* WORK INSTRUCTIONS *
Where the line with "(base.wrapping_add(self.read_register(sf, xm)), None)" appears below, start writing out lines exactly, and finish with the line with "let address = bits::pc_offset(self.pc, simm19", which is included; write out nothing else.

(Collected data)
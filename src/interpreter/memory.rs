use super::Interpreter;
use crate::bits;
use crate::consts::MEMORY_SIZE;
use crate::error::RuntimeError;
use crate::instruction::{AddressingMode, BitMode, DataTransfer, Word};

impl Interpreter {
    /// Copies a program image to address zero.
    ///
    /// Fails without touching memory when the image is larger than the
    /// 2 MiB region.
    pub fn load_program(&mut self, image: &[u8]) -> Result<(), RuntimeError> {
        if image.len() > MEMORY_SIZE {
            return Err(RuntimeError::ProgramTooLarge { size: image.len() });
        }
        self.memory[..image.len()].copy_from_slice(image);
        Ok(())
    }

    /// Reads 4 or 8 consecutive bytes at `address`, least-significant byte
    /// first.
    pub(crate) fn read_memory(&self, mode: BitMode, address: Word) -> Result<Word, RuntimeError> {
        let range = checked_range(address, mode.bytes())?;
        let mut value = 0;
        for (i, byte) in self.memory[range].iter().enumerate() {
            value |= (*byte as Word) << (i * 8);
        }
        Ok(value)
    }

    /// Writes the low 4 or 8 bytes of `value` at `address`, least-significant
    /// byte first.
    pub(crate) fn write_memory(
        &mut self,
        mode: BitMode,
        address: Word,
        value: Word,
    ) -> Result<(), RuntimeError> {
        let range = checked_range(address, mode.bytes())?;
        for (i, byte) in self.memory[range].iter_mut().enumerate() {
            *byte = (value >> (i * 8)) as u8;
        }
        Ok(())
    }

    /// Executes a single data transfer, updating PC afterwards.
    pub(crate) fn execute_data_transfer(
        &mut self,
        transfer: DataTransfer,
    ) -> Result<(), RuntimeError> {
        match transfer {
            DataTransfer::Sdt {
                sf,
                load,
                mode,
                xn,
                rt,
            } => {
                let base = self.read_register(sf, xn);
                let (address, write_back) = match mode {
                    AddressingMode::UnsignedOffset(imm12) => {
                        (base.wrapping_add(imm12 as Word * sf.bytes() as Word), None)
                    }
                    AddressingMode::PreIndex(simm9) => {
                        let address = base.wrapping_add(simm9 as Word);
                        (address, Some(address))
                    }
                    AddressingMode::PostIndex(simm9) => {
                        (base, Some(base.wrapping_add(simm9 as Word)))
                    }
                    AddressingMode::RegisterOffset(xm) => {
                        (base.wrapping_add(self.read_register(sf, xm)), None)
                    }
                };

                if load {
                    let value = self.read_memory(sf, address)?;
                    self.write_register(sf, rt, value);
                } else {
                    let value = self.read_register(sf, rt);
                    self.write_memory(sf, address, value)?;
                }

                if let Some(value) = write_back {
                    self.write_register(sf, xn, value);
                }
            }
            DataTransfer::LoadLiteral { sf, simm19, rt } => {
                let address = bits::pc_offset(self.pc, simm19 as i64, 19);
                let value = self.read_memory(sf, address)?;
                self.write_register(sf, rt, value);
            }
        }

        self.inc_pc();
        Ok(())
    }
}

fn checked_range(address: Word, size: usize) -> Result<std::ops::Range<usize>, RuntimeError> {
    let start = usize::try_from(address)
        .ok()
        .filter(|start| start.checked_add(size).is_some_and(|end| end <= MEMORY_SIZE))
        .ok_or(RuntimeError::MemoryAccess { address, size })?;
    Ok(start..start + size)
}
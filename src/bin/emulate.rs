//! Emulator CLI: `emulate <input.bin> <output.out>`.

use std::env;
use std::fs;
use std::io::BufWriter;
use std::process::ExitCode;

use anyhow::Context;
use tracing_subscriber::EnvFilter;

use a64_vm::prelude::*;

fn main() -> ExitCode {
    tracing_subscriber::fmt()
        .with_env_filter(EnvFilter::from_default_env())
        .init();

    let args: Vec<String> = env::args().collect();
    if args.len() != 3 {
        eprintln!("Usage: emulate <input.bin> <output.out>");
        return ExitCode::FAILURE;
    }

    match run(&args[1], &args[2]) {
        Ok(()) => ExitCode::SUCCESS,
        Err(error) => {
            eprintln!("{error:#}");
            ExitCode::FAILURE
        }
    }
}

fn run(input: &str, output: &str) -> anyhow::Result<()> {
    let image = fs::read(input).with_context(|| format!("could not read {input}"))?;

    let mut vm = Interpreter::new();
    vm.load_program(&image)?;
    vm.run()?;

    let file = fs::File::create(output).with_context(|| format!("could not create {output}"))?;
    vm.write_state(&mut BufWriter::new(file))
        .with_context(|| format!("could not write {output}"))?;
    Ok(())
}
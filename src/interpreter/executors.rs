use super::Interpreter;
use crate::consts::{HALT_PATTERN, NOP_PATTERN};
use crate::error::RuntimeError;
use crate::instruction::{BitMode, Instruction};
use crate::state::ExecuteState;

use tracing::debug;

impl Interpreter {
    /// Fetches the word at PC and executes it.
    ///
    /// The halt pattern terminates the pipeline without being decoded and
    /// the nop pattern only advances PC; everything else is decoded and
    /// dispatched to its class executor.
    pub fn step(&mut self) -> Result<ExecuteState, RuntimeError> {
        let word = self.read_memory(BitMode::Bit32, self.pc)? as u32;

        if word == HALT_PATTERN {
            debug!(pc = self.pc, "halt pattern fetched");
            return Ok(ExecuteState::Halted);
        }
        if word == NOP_PATTERN {
            self.inc_pc();
            return Ok(ExecuteState::Proceed);
        }

        match Instruction::decode(word)? {
            Instruction::DataProcessingImmediate(dp) => self.execute_dp_immediate(dp),
            Instruction::DataProcessingRegister(dp) => self.execute_dp_register(dp),
            Instruction::SingleDataTransfer(transfer) => self.execute_data_transfer(transfer)?,
            Instruction::Branch(branch) => self.execute_branch(branch),
        }

        Ok(ExecuteState::Proceed)
    }

    /// Runs the fetch/decode/execute loop until the halt pattern is fetched.
    pub fn run(&mut self) -> Result<(), RuntimeError> {
        while self.step()?.should_continue() {}
        Ok(())
    }
}
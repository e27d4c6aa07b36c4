//! Minimal reader for the row format, used to check encoder output in tests.

use rustc_hash::{FxHashMap, FxHashSet};
use serde_json::Value;

use super::ChunkId;
use crate::model::TypedArrayKind;

#[derive(Debug, Clone, PartialEq)]
pub enum Payload {
    Json(Value),
    Text(String),
    Binary(Vec<u8>),
    Empty,
}

#[derive(Debug, Clone, PartialEq)]
pub struct Row {
    pub id: ChunkId,
    pub tag: Option<String>,
    pub payload: Payload,
}

impl Row {
    pub fn json(&self) -> &Value {
        match &self.payload {
            Payload::Json(value) => value,
            other => panic!("row {:x} is not JSON: {other:?}", self.id),
        }
    }
}

fn read_until(bytes: &[u8], pos: &mut usize, stop: u8) -> String {
    let start = *pos;
    while bytes[*pos] != stop {
        *pos += 1;
    }
    let out = String::from_utf8(bytes[start..*pos].to_vec()).unwrap();
    *pos += 1;
    out
}

fn is_length_prefixed(tag: u8) -> bool {
    tag == b'T' || TypedArrayKind::from_tag(tag as char).is_some()
}

pub fn parse_rows(bytes: &[u8]) -> Vec<Row> {
    let mut rows = Vec::new();
    let mut pos = 0;
    while pos < bytes.len() {
        let id = ChunkId::from_str_radix(&read_until(bytes, &mut pos, b':'), 16).unwrap();
        let first = bytes[pos];
        if is_length_prefixed(first) {
            pos += 1;
            let len = usize::from_str_radix(&read_until(bytes, &mut pos, b','), 16).unwrap();
            let data = bytes[pos..pos + len].to_vec();
            pos += len;
            let payload = if first == b'T' {
                Payload::Text(String::from_utf8(data).unwrap())
            } else {
                Payload::Binary(data)
            };
            rows.push(Row { id, tag: Some((first as char).to_string()), payload });
            continue;
        }

        let tag = match first {
            b'I' | b'E' | b'P' => {
                pos += 1;
                Some((first as char).to_string())
            }
            b'H' => {
                pos += 2;
                Some(format!("H{}", bytes[pos - 1] as char))
            }
            _ => None,
        };
        let line = read_until(bytes, &mut pos, b'\n');
        let payload = if line.is_empty() { Payload::Empty } else { Payload::Json(serde_json::from_str(&line).unwrap()) };
        rows.push(Row { id, tag, payload });
    }
    rows
}

/// Decoded value with tokens resolved.
#[derive(Debug, Clone, PartialEq)]
pub enum Decoded {
    Null,
    Undefined,
    Bool(bool),
    Number(f64),
    String(String),
    Array(Vec<Decoded>),
    Object(Vec<(String, Decoded)>),
    /// A reference back to a row that is still being decoded.
    Cycle(ChunkId),
    /// A token this reader leaves as-is (`$L`, `$@`, `$S`, ...).
    Token(String),
}

pub struct Decoder {
    rows: FxHashMap<ChunkId, Row>,
    visiting: FxHashSet<ChunkId>,
}

impl Decoder {
    pub fn new(bytes: &[u8]) -> Self {
        let mut rows = FxHashMap::default();
        for row in parse_rows(bytes) {
            rows.insert(row.id, row);
        }
        Self { rows, visiting: FxHashSet::default() }
    }

    pub fn root(&mut self) -> Decoded {
        self.chunk(0)
    }

    pub fn chunk(&mut self, id: ChunkId) -> Decoded {
        if self.visiting.contains(&id) {
            return Decoded::Cycle(id);
        }
        let row = self.rows.get(&id).cloned().unwrap_or_else(|| panic!("missing row {id:x}"));
        match row.payload {
            Payload::Text(text) => Decoded::String(text),
            Payload::Json(json) if row.tag.is_none() => {
                self.visiting.insert(id);
                let value = self.value(&json);
                self.visiting.remove(&id);
                value
            }
            other => panic!("row {id:x} is not a model row: {other:?}"),
        }
    }

    pub fn value(&mut self, json: &Value) -> Decoded {
        match json {
            Value::Null => Decoded::Null,
            Value::Bool(b) => Decoded::Bool(*b),
            Value::Number(n) => Decoded::Number(n.as_f64().unwrap()),
            Value::String(s) => self.token(s),
            Value::Array(items) => Decoded::Array(items.iter().map(|item| self.value(item)).collect()),
            Value::Object(map) => Decoded::Object(map.iter().map(|(k, v)| (k.clone(), self.value(v))).collect()),
        }
    }

    fn token(&mut self, s: &str) -> Decoded {
        let Some(rest) = s.strip_prefix('$') else {
            return Decoded::String(s.to_string());
        };
        match rest {
            "" => Decoded::Token(s.to_string()),
            "undefined" => Decoded::Undefined,
            "NaN" => Decoded::Number(f64::NAN),
            "Infinity" => Decoded::Number(f64::INFINITY),
            "-Infinity" => Decoded::Number(f64::NEG_INFINITY),
            "-0" => Decoded::Number(-0.0),
            _ if rest.starts_with('$') => Decoded::String(rest.to_string()),
            _ if rest.bytes().all(|b| b.is_ascii_digit() || (b'a'..=b'f').contains(&b)) => {
                self.chunk(ChunkId::from_str_radix(rest, 16).unwrap())
            }
            _ => Decoded::Token(s.to_string()),
        }
    }
}

impl Decoded {
    pub fn get(&self, key: &str) -> &Decoded {
        match self {
            Decoded::Object(entries) => {
                entries.iter().find(|(k, _)| k == key).map(|(_, v)| v).unwrap_or(&Decoded::Undefined)
            }
            _ => &Decoded::Undefined,
        }
    }
}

* OUTPUT OF THE EXERCISE *
                        (base.wrapping_add(self.read_register(sf, xm)), None)
                    }
                };

                if load {
                    let value = self.read_memory(sf, address)?;
                    self.write_register(sf, rt, value);
                } else {
                    let value = self.read_register(sf, rt);
                    self.write_memory(sf, address, value)?;
                }

                if let Some(value) = write_back {
                    self.write_register(sf, xn, value);
                }
            }
            DataTransfer::LoadLiteral { sf, simm19, rt } => {
                let address = bits::pc_offset(self.pc, simm19 as i64, 19);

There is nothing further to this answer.